● **YOUR OBJECTIVE**:
Scan the data beneath this task and copy each line that includes "calls".

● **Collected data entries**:

|---|

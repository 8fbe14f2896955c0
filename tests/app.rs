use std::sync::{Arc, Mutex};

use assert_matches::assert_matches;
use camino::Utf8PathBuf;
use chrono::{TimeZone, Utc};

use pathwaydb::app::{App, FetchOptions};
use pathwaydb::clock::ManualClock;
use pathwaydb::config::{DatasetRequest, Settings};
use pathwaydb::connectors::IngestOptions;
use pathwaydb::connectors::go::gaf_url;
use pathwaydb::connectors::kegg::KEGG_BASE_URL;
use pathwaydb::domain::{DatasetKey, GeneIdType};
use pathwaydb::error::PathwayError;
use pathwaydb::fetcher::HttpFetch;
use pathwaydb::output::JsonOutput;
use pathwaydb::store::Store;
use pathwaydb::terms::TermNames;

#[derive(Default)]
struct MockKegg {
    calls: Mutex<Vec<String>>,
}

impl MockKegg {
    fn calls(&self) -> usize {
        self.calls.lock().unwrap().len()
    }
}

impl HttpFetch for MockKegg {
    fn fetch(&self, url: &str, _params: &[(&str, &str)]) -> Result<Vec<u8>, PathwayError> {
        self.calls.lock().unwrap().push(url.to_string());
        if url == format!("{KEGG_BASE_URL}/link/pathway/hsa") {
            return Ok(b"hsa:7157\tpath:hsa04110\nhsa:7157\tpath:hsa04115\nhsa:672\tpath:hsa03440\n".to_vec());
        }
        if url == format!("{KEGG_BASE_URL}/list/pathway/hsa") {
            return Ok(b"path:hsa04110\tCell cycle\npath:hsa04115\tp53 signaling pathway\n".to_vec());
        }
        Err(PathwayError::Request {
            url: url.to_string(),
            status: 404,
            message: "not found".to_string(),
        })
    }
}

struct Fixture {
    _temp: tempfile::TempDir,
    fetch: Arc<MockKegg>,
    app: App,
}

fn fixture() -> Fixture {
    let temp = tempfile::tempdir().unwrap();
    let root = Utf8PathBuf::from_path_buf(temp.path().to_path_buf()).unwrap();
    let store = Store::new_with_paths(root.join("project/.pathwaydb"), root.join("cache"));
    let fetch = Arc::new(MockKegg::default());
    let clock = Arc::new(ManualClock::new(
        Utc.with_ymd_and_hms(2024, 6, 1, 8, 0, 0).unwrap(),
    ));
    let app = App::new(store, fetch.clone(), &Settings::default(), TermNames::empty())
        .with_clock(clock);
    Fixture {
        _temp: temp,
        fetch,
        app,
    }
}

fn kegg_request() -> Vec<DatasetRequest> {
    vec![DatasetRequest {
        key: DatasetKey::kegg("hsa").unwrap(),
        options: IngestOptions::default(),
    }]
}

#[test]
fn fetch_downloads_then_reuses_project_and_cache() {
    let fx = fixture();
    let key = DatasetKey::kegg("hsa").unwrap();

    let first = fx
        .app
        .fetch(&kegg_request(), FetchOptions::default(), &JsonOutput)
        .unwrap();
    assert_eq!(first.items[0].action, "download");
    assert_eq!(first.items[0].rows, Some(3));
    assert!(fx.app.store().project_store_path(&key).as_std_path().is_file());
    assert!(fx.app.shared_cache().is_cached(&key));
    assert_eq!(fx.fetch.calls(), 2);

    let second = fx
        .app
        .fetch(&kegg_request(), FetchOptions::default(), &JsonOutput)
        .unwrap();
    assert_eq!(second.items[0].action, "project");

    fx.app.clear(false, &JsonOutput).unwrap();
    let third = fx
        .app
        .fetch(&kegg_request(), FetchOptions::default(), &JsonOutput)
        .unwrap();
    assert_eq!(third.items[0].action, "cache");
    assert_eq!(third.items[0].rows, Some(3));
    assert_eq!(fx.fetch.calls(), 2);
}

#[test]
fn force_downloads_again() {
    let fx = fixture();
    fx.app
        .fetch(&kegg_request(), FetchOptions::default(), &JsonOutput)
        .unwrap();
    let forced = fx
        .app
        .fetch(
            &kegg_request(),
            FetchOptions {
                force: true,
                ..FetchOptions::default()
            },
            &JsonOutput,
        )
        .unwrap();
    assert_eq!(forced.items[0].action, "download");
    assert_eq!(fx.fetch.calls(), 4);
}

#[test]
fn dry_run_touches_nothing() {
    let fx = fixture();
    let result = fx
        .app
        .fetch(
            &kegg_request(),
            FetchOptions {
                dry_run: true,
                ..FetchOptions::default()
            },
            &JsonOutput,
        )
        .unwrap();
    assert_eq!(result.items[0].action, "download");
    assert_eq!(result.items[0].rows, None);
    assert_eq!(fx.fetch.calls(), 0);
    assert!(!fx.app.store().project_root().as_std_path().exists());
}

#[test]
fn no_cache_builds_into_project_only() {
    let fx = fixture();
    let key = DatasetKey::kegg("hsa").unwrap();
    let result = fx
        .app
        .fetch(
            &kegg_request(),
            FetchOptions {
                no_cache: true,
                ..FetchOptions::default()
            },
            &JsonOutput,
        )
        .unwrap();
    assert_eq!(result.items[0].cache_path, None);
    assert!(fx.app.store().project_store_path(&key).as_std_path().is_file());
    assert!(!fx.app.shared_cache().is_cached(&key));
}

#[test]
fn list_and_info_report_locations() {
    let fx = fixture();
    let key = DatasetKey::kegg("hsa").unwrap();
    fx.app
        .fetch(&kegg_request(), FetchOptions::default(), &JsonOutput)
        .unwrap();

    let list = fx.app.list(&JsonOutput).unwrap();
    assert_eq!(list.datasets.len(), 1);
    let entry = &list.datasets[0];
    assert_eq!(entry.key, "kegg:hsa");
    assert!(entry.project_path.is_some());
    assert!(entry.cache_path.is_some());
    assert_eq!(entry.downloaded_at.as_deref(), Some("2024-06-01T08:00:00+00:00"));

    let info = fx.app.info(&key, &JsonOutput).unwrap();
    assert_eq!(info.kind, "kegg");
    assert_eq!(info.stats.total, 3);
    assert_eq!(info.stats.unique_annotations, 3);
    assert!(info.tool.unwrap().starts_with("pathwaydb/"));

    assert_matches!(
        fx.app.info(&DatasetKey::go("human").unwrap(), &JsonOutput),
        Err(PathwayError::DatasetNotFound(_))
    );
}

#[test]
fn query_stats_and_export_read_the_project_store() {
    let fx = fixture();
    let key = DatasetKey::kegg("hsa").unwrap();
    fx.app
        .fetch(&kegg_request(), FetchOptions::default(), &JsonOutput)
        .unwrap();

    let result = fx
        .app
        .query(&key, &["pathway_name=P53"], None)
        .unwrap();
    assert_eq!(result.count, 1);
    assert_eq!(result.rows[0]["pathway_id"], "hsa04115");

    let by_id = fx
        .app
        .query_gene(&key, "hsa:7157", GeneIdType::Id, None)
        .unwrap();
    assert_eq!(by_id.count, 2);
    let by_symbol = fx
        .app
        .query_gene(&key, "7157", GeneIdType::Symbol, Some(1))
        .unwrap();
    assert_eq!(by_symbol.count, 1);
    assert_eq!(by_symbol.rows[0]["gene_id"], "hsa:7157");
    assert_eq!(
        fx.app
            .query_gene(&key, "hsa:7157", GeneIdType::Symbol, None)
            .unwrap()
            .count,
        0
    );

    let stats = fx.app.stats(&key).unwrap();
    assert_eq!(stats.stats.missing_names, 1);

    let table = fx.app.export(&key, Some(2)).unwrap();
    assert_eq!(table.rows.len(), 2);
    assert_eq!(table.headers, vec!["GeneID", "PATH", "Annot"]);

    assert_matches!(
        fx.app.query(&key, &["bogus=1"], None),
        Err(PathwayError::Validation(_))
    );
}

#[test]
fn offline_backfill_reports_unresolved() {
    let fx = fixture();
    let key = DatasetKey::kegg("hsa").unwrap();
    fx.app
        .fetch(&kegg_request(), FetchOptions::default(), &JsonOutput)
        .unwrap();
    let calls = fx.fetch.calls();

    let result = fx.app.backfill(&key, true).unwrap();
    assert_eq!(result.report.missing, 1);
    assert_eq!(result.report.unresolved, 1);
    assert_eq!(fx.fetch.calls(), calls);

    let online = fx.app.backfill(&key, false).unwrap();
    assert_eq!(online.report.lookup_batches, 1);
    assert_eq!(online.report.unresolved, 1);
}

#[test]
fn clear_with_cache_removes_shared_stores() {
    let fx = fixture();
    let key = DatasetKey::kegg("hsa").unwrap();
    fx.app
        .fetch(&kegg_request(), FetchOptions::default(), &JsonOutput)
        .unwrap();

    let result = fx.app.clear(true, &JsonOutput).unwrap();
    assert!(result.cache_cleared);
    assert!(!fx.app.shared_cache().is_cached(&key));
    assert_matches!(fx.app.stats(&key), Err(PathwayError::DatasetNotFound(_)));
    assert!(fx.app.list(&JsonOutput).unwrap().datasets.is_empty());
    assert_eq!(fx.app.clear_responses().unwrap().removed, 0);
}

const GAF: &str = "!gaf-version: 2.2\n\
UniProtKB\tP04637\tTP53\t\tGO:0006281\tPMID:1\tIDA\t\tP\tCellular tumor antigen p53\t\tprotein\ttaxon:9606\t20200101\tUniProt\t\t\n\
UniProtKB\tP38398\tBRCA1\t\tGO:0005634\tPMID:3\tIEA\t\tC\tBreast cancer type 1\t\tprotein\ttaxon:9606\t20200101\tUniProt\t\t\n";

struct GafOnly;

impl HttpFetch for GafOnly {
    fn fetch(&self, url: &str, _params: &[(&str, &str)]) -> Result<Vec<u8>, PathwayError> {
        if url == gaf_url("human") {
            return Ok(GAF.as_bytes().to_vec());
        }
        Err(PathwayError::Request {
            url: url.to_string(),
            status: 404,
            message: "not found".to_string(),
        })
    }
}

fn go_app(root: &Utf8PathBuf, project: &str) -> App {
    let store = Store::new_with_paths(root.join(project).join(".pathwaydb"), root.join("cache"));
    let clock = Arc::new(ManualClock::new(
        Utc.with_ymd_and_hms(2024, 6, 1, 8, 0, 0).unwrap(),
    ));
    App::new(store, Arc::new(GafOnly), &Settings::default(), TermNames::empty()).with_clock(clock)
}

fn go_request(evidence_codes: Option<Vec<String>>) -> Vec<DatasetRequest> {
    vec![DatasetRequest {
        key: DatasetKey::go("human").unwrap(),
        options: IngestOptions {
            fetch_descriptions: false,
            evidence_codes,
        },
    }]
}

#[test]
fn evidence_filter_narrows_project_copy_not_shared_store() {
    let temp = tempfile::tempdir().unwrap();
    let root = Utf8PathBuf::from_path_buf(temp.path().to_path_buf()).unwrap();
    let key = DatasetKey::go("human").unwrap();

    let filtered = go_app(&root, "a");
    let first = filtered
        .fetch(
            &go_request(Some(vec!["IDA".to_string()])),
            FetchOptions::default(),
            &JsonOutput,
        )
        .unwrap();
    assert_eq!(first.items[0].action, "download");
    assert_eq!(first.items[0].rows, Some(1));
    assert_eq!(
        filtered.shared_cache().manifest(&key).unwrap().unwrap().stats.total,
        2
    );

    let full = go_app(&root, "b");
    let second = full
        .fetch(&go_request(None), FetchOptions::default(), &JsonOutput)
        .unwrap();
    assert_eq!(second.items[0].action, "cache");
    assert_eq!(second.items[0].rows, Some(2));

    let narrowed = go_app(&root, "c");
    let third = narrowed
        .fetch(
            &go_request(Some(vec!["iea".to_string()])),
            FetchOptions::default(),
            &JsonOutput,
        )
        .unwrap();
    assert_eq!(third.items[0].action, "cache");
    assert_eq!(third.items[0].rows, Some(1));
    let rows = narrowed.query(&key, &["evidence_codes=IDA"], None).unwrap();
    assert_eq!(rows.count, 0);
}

|---|

● **RESPONSE AREA**:
    calls: Mutex<Vec<String>>,
    fn calls(&self) -> usize {
        self.calls.lock().unwrap().len()
        self.calls.lock().unwrap().push(url.to_string());
    assert_eq!(fx.fetch.calls(), 2);
    assert_eq!(fx.fetch.calls(), 2);
    assert_eq!(fx.fetch.calls(), 4);
    assert_eq!(fx.fetch.calls(), 0);
    let calls = fx.fetch.calls();
    assert_eq!(fx.fetch.calls(), calls);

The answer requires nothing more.